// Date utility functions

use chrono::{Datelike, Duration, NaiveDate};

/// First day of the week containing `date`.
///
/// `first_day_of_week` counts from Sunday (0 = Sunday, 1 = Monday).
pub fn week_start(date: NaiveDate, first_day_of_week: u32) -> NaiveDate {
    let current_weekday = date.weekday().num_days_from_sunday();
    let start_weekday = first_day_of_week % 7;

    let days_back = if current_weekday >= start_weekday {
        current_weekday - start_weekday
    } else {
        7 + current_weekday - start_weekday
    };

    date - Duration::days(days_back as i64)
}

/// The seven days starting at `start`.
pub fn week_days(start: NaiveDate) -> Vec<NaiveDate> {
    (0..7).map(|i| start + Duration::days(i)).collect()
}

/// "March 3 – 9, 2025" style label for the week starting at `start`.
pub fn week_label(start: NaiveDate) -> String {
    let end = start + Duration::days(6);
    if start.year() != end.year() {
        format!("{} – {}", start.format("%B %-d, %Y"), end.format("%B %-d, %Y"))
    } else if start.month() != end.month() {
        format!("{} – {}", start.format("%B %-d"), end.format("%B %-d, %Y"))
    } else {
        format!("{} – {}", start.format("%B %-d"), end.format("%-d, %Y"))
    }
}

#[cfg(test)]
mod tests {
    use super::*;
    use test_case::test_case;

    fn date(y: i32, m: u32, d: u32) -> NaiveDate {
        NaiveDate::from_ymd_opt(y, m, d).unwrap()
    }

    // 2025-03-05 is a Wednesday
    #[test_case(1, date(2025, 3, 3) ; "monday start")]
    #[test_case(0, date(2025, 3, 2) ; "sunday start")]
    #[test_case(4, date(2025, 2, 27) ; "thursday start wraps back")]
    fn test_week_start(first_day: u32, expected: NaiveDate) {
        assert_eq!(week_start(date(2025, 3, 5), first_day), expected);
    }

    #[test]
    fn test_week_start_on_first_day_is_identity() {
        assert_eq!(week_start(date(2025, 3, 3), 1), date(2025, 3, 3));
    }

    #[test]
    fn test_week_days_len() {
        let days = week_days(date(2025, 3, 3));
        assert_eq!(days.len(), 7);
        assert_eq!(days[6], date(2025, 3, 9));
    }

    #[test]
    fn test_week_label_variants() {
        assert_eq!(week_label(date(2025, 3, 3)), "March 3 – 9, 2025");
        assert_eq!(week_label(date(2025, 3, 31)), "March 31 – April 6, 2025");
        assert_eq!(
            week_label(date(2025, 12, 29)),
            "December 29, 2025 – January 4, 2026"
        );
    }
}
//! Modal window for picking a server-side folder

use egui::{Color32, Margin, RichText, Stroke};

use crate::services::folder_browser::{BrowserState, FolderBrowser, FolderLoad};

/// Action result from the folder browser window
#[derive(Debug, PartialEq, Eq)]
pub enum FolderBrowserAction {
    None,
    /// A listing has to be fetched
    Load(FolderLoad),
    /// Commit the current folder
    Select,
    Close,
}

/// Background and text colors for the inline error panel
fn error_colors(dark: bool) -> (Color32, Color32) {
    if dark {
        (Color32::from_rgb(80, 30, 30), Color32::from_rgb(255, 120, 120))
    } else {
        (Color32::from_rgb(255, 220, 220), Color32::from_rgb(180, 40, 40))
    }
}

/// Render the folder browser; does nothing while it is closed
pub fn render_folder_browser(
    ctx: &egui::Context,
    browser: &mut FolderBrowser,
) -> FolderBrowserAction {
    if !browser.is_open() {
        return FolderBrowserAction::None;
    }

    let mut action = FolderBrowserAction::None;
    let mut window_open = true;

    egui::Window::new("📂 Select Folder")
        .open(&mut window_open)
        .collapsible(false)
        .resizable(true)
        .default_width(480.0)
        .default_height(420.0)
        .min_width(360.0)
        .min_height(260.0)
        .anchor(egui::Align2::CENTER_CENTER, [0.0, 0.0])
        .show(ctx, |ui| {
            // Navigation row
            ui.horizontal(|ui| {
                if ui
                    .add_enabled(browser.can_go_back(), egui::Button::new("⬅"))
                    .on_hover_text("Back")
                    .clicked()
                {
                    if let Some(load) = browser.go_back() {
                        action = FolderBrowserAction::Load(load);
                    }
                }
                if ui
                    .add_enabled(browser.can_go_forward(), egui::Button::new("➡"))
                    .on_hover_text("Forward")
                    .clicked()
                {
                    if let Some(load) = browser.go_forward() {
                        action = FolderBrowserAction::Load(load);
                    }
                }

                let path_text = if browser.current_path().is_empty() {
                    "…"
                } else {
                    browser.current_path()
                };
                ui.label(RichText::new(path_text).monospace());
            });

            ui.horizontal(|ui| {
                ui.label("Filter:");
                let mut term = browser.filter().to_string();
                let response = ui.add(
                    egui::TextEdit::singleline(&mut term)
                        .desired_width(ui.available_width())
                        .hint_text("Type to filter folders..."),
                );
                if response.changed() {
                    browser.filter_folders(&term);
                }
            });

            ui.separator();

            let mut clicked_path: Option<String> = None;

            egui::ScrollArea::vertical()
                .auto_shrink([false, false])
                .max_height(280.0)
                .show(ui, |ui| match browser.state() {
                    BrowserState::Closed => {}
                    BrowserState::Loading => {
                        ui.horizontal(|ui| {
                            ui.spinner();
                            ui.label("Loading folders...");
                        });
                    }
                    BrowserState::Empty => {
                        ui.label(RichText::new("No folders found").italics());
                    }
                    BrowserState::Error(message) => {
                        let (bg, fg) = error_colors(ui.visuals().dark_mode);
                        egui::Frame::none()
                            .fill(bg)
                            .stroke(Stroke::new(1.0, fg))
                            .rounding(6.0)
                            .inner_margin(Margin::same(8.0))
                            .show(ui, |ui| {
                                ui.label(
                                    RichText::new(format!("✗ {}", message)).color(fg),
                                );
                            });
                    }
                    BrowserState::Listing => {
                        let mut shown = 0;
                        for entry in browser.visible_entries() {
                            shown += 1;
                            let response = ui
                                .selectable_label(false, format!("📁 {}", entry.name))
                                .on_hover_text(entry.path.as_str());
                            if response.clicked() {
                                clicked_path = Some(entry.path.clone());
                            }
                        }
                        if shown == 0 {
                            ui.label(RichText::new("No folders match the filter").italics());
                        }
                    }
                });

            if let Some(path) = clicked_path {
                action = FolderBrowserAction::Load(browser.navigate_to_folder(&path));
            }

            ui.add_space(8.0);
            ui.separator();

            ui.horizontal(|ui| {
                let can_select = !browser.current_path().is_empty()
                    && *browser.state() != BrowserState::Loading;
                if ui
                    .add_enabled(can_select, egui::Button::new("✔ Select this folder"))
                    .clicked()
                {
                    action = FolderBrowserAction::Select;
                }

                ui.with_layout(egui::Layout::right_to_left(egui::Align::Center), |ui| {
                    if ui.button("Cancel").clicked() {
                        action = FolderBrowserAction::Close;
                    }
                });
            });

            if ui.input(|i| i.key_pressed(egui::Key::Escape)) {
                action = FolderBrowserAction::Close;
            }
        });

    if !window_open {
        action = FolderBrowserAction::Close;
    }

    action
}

*Task statement*
From the first line to the last, retype the data exactly.

*Output of the exercise*
// Date utility functions

use chrono::{Datelike, Duration, NaiveDate};

/// First day of the week containing `date`.
///
/// `first_day_of_week` counts from Sunday (0 = Sunday, 1 = Monday).
pub fn week_start(date: NaiveDate, first_day_of_week: u32) -> NaiveDate {
    let current_weekday = date.weekday().num_days_from_sunday();
    let start_weekday = first_day_of_week % 7;

    let days_back = if current_weekday >= start_weekday {
        current_weekday - start_weekday
    } else {
        7 + current_weekday - start_weekday
    };

    date - Duration::days(days_back as i64)
}

/// The seven days starting at `start`.
pub fn week_days(start: NaiveDate) -> Vec<NaiveDate> {
    (0..7).map(|i| start + Duration::days(i)).collect()
}

/// "March 3 – 9, 2025" style label for the week starting at `start`.
pub fn week_label(start: NaiveDate) -> String {
    let end = start + Duration::days(6);
    if start.year() != end.year() {
        format!("{} – {}", start.format("%B %-d, %Y"), end.format("%B %-d, %Y"))
    } else if start.month() != end.month() {
        format!("{} – {}", start.format("%B %-d"), end.format("%B %-d, %Y"))
    } else {
        format!("{} – {}", start.format("%B %-d"), end.format("%-d, %Y"))
    }
}

#[cfg(test)]
mod tests {
    use super::*;
    use test_case::test_case;

    fn date(y: i32, m: u32, d: u32) -> NaiveDate {
        NaiveDate::from_ymd_opt(y, m, d).unwrap()
    }

    // 2025-03-05 is a Wednesday
    #[test_case(1, date(2025, 3, 3) ; "monday start")]
    #[test_case(0, date(2025, 3, 2) ; "sunday start")]
    #[test_case(4, date(2025, 2, 27) ; "thursday start wraps back")]
    fn test_week_start(first_day: u32, expected: NaiveDate) {
        assert_eq!(week_start(date(2025, 3, 5), first_day), expected);
    }

    #[test]
    fn test_week_start_on_first_day_is_identity() {
        assert_eq!(week_start(date(2025, 3, 3), 1), date(2025, 3, 3));
    }

    #[test]
    fn test_week_days_len() {
        let days = week_days(date(2025, 3, 3));
        assert_eq!(days.len(), 7);
        assert_eq!(days[6], date(2025, 3, 9));
    }

    #[test]
    fn test_week_label_variants() {
        assert_eq!(week_label(date(2025, 3, 3)), "March 3 – 9, 2025");
        assert_eq!(week_label(date(2025, 3, 31)), "March 31 – April 6, 2025");
        assert_eq!(
            week_label(date(2025, 12, 29)),
            "December 29, 2025 – January 4, 2026"
        );
    }
}
//! Modal window for picking a server-side folder

use egui::{Color32, Margin, RichText, Stroke};

use crate::services::folder_browser::{BrowserState, FolderBrowser, FolderLoad};

/// Action result from the folder browser window
#[derive(Debug, PartialEq, Eq)]
pub enum FolderBrowserAction {
    None,
    /// A listing has to be fetched
    Load(FolderLoad),
    /// Commit the current folder
    Select,
    Close,
}

/// Background and text colors for the inline error panel
fn error_colors(dark: bool) -> (Color32, Color32) {
    if dark {
        (Color32::from_rgb(80, 30, 30), Color32::from_rgb(255, 120, 120))
    } else {
        (Color32::from_rgb(255, 220, 220), Color32::from_rgb(180, 40, 40))
    }
}

/// Render the folder browser; does nothing while it is closed
pub fn render_folder_browser(
    ctx: &egui::Context,
    browser: &mut FolderBrowser,
) -> FolderBrowserAction {
    if !browser.is_open() {
        return FolderBrowserAction::None;
    }

    let mut action = FolderBrowserAction::None;
    let mut window_open = true;

    egui::Window::new("📂 Select Folder")
        .open(&mut window_open)
        .collapsible(false)
        .resizable(true)
        .default_width(480.0)
        .default_height(420.0)
        .min_width(360.0)
        .min_height(260.0)
        .anchor(egui::Align2::CENTER_CENTER, [0.0, 0.0])
        .show(ctx, |ui| {
            // Navigation row
            ui.horizontal(|ui| {
                if ui
                    .add_enabled(browser.can_go_back(), egui::Button::new("⬅"))
                    .on_hover_text("Back")
                    .clicked()
                {
                    if let Some(load) = browser.go_back() {
                        action = FolderBrowserAction::Load(load);
                    }
                }
                if ui
                    .add_enabled(browser.can_go_forward(), egui::Button::new("➡"))
                    .on_hover_text("Forward")
                    .clicked()
                {
                    if let Some(load) = browser.go_forward() {
                        action = FolderBrowserAction::Load(load);
                    }
                }

                let path_text = if browser.current_path().is_empty() {
                    "…"
                } else {
                    browser.current_path()
                };
                ui.label(RichText::new(path_text).monospace());
            });

            ui.horizontal(|ui| {
                ui.label("Filter:");
                let mut term = browser.filter().to_string();
                let response = ui.add(
                    egui::TextEdit::singleline(&mut term)
                        .desired_width(ui.available_width())
                        .hint_text("Type to filter folders..."),
                );
                if response.changed() {
                    browser.filter_folders(&term);
                }
            });

            ui.separator();

            let mut clicked_path: Option<String> = None;

            egui::ScrollArea::vertical()
                .auto_shrink([false, false])
                .max_height(280.0)
                .show(ui, |ui| match browser.state() {
                    BrowserState::Closed => {}
                    BrowserState::Loading => {
                        ui.horizontal(|ui| {
                            ui.spinner();
                            ui.label("Loading folders...");
                        });
                    }
                    BrowserState::Empty => {
                        ui.label(RichText::new("No folders found").italics());
                    }
                    BrowserState::Error(message) => {
                        let (bg, fg) = error_colors(ui.visuals().dark_mode);
                        egui::Frame::none()
                            .fill(bg)
                            .stroke(Stroke::new(1.0, fg))
                            .rounding(6.0)
                            .inner_margin(Margin::same(8.0))
                            .show(ui, |ui| {
                                ui.label(
                                    RichText::new(format!("✗ {}", message)).color(fg),
                                );
                            });
                    }
                    BrowserState::Listing => {
                        let mut shown = 0;
                        for entry in browser.visible_entries() {
                            shown += 1;
                            let response = ui
                                .selectable_label(false, format!("📁 {}", entry.name))
                                .on_hover_text(entry.path.as_str());
                            if response.clicked() {
                                clicked_path = Some(entry.path.clone());
                            }
                        }
                        if shown == 0 {
                            ui.label(RichText::new("No folders match the filter").italics());
                        }
                    }
                });

            if let Some(path) = clicked_path {
                action = FolderBrowserAction::Load(browser.navigate_to_folder(&path));
            }

            ui.add_space(8.0);
            ui.separator();

            ui.horizontal(|ui| {
                let can_select = !browser.current_path().is_empty()
                    && *browser.state() != BrowserState::Loading;
                if ui
                    .add_enabled(can_select, egui::Button::new("✔ Select this folder"))
                    .clicked()
                {
                    action = FolderBrowserAction::Select;
                }

                ui.with_layout(egui::Layout::right_to_left(egui::Align::Center), |ui| {
                    if ui.button("Cancel").clicked() {
                        action = FolderBrowserAction::Close;
                    }
                });
            });

            if ui.input(|i| i.key_pressed(egui::Key::Escape)) {
                action = FolderBrowserAction::Close;
            }
        });

    if !window_open {
        action = FolderBrowserAction::Close;
    }

    action
}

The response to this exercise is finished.